# [Directions for this task]
Show each line from the records below in which the word "Copy" occurs.

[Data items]
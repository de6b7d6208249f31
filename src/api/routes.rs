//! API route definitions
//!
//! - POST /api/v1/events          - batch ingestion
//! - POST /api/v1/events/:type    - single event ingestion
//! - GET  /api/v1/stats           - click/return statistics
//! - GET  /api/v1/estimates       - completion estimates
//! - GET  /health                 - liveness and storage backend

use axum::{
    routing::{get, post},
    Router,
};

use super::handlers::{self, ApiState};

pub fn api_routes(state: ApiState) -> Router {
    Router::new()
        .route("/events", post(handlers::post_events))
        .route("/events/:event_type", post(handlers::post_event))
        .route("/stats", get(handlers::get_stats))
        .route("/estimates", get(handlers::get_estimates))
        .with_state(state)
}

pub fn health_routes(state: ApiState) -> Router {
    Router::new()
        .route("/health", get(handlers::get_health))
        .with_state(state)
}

* * *

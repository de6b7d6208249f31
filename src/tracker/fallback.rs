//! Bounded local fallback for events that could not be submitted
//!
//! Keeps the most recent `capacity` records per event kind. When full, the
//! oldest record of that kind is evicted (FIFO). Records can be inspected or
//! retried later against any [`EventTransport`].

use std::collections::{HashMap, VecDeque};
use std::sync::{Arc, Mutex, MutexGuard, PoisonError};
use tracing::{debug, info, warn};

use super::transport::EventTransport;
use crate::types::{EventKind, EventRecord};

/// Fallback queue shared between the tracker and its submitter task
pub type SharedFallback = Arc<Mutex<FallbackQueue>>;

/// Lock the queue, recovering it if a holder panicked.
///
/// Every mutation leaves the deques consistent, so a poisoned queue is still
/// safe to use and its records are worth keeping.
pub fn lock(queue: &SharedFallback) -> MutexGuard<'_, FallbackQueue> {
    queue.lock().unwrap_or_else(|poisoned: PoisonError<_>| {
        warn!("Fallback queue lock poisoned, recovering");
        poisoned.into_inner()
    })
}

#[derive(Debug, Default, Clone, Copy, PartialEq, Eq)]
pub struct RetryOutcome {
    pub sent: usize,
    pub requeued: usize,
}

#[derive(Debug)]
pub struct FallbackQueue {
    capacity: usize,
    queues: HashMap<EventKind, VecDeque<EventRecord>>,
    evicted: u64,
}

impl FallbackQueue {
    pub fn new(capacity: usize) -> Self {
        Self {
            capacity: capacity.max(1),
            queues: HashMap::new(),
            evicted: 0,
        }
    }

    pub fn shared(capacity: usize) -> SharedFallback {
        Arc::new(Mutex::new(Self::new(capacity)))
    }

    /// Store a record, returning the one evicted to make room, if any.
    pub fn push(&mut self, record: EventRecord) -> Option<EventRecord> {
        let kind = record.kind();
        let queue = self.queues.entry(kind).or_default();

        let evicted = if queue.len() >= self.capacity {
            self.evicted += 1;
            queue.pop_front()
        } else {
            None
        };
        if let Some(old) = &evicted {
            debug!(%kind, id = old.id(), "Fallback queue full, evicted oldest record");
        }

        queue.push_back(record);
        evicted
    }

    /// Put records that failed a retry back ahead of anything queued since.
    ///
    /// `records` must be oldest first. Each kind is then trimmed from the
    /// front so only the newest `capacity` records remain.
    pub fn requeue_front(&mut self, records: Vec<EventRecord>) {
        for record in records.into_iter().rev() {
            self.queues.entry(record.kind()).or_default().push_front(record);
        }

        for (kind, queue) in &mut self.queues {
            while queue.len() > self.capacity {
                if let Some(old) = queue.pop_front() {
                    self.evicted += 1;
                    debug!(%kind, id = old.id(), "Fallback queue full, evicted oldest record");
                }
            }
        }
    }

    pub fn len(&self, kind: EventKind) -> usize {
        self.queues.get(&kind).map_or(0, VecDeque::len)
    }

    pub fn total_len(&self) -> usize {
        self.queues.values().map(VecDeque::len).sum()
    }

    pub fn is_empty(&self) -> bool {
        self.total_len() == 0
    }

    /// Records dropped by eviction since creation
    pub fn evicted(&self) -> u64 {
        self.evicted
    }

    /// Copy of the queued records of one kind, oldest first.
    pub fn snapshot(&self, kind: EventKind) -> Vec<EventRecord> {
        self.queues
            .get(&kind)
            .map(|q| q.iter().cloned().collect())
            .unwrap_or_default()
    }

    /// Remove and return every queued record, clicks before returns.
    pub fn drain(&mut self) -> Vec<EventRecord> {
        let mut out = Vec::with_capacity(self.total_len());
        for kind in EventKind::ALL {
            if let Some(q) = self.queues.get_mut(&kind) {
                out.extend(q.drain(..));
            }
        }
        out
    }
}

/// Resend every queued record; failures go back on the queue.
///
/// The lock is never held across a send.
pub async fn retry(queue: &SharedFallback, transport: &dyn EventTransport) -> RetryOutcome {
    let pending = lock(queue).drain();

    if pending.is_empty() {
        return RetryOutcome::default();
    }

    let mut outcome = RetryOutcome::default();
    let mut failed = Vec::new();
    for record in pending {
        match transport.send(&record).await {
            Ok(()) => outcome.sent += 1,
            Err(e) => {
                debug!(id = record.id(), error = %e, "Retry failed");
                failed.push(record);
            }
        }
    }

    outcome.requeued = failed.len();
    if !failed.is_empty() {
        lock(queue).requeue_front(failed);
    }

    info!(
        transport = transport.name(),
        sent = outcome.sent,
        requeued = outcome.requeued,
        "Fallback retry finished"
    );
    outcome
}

---

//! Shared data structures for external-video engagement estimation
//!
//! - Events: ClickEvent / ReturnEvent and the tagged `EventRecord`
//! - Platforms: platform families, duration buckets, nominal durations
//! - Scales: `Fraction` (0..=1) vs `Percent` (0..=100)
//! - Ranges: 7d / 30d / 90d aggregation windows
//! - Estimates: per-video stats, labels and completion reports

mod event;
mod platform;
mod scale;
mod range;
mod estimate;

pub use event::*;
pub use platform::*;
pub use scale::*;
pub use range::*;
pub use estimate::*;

# [Solved problem]
#[derive(Debug, Default, Clone, Copy, PartialEq, Eq)]
    /// Copy of the queued records of one kind, oldest first.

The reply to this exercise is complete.